• _TASK BRIEF_: The full listing, reproduced exactly, is what the response must contain.

>>>>

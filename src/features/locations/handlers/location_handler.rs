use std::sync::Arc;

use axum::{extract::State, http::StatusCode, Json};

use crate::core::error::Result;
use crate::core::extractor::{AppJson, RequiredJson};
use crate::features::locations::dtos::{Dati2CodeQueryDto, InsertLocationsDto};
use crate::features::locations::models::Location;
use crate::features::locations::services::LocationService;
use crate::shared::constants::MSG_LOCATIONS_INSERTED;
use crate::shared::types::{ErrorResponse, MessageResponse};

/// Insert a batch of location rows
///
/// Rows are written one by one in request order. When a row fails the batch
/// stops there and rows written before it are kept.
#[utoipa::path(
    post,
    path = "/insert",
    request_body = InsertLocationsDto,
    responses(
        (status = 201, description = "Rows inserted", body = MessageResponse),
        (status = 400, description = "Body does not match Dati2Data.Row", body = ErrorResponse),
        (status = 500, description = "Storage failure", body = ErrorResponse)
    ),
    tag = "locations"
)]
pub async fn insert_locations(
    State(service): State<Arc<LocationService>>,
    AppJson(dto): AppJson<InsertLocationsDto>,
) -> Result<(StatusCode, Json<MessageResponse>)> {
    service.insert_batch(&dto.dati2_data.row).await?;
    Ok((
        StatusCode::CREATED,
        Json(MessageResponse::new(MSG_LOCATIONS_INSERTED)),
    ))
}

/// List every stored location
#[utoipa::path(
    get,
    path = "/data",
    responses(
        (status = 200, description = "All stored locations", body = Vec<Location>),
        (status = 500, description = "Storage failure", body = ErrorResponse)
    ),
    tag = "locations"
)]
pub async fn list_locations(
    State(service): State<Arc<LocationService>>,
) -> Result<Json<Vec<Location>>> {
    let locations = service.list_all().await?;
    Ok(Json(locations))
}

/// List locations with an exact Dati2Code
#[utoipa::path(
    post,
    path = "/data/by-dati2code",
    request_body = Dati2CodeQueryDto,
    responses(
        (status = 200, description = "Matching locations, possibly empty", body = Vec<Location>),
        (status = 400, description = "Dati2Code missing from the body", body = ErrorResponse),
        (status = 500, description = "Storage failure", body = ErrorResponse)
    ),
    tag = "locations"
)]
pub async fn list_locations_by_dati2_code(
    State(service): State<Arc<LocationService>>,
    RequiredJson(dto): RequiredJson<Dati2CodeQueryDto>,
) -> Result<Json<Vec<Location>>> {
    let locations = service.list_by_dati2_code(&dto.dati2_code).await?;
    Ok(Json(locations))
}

<<<<

• _PROBLEM SOLUTION_:
filename src/features/locations/handlers/location_handler.rs
use std::sync::Arc;

use axum::{extract::State, http::StatusCode, Json};

use crate::core::error::Result;
use crate::core::extractor::{AppJson, RequiredJson};
use crate::features::locations::dtos::{Dati2CodeQueryDto, InsertLocationsDto};
use crate::features::locations::models::Location;
use crate::features::locations::services::LocationService;
use crate::shared::constants::MSG_LOCATIONS_INSERTED;
use crate::shared::types::{ErrorResponse, MessageResponse};

/// Insert a batch of location rows
///
/// Rows are written one by one in request order. When a row fails the batch
/// stops there and rows written before it are kept.
#[utoipa::path(
    post,
    path = "/insert",
    request_body = InsertLocationsDto,
    responses(
        (status = 201, description = "Rows inserted", body = MessageResponse),
        (status = 400, description = "Body does not match Dati2Data.Row", body = ErrorResponse),
        (status = 500, description = "Storage failure", body = ErrorResponse)
    ),
    tag = "locations"
)]
pub async fn insert_locations(
    State(service): State<Arc<LocationService>>,
    AppJson(dto): AppJson<InsertLocationsDto>,
) -> Result<(StatusCode, Json<MessageResponse>)> {
    service.insert_batch(&dto.dati2_data.row).await?;
    Ok((
        StatusCode::CREATED,
        Json(MessageResponse::new(MSG_LOCATIONS_INSERTED)),
    ))
}

/// List every stored location
#[utoipa::path(
    get,
    path = "/data",
    responses(
        (status = 200, description = "All stored locations", body = Vec<Location>),
        (status = 500, description = "Storage failure", body = ErrorResponse)
    ),
    tag = "locations"
)]
pub async fn list_locations(
    State(service): State<Arc<LocationService>>,
) -> Result<Json<Vec<Location>>> {
    let locations = service.list_all().await?;
    Ok(Json(locations))
}

/// List locations with an exact Dati2Code
#[utoipa::path(
    post,
    path = "/data/by-dati2code",
    request_body = Dati2CodeQueryDto,
    responses(
        (status = 200, description = "Matching locations, possibly empty", body = Vec<Location>),
        (status = 400, description = "Dati2Code missing from the body", body = ErrorResponse),
        (status = 500, description = "Storage failure", body = ErrorResponse)
    ),
    tag = "locations"
)]
pub async fn list_locations_by_dati2_code(
    State(service): State<Arc<LocationService>>,
    RequiredJson(dto): RequiredJson<Dati2CodeQueryDto>,
) -> Result<Json<Vec<Location>>> {
    let locations = service.list_by_dati2_code(&dto.dati2_code).await?;
    Ok(Json(locations))
}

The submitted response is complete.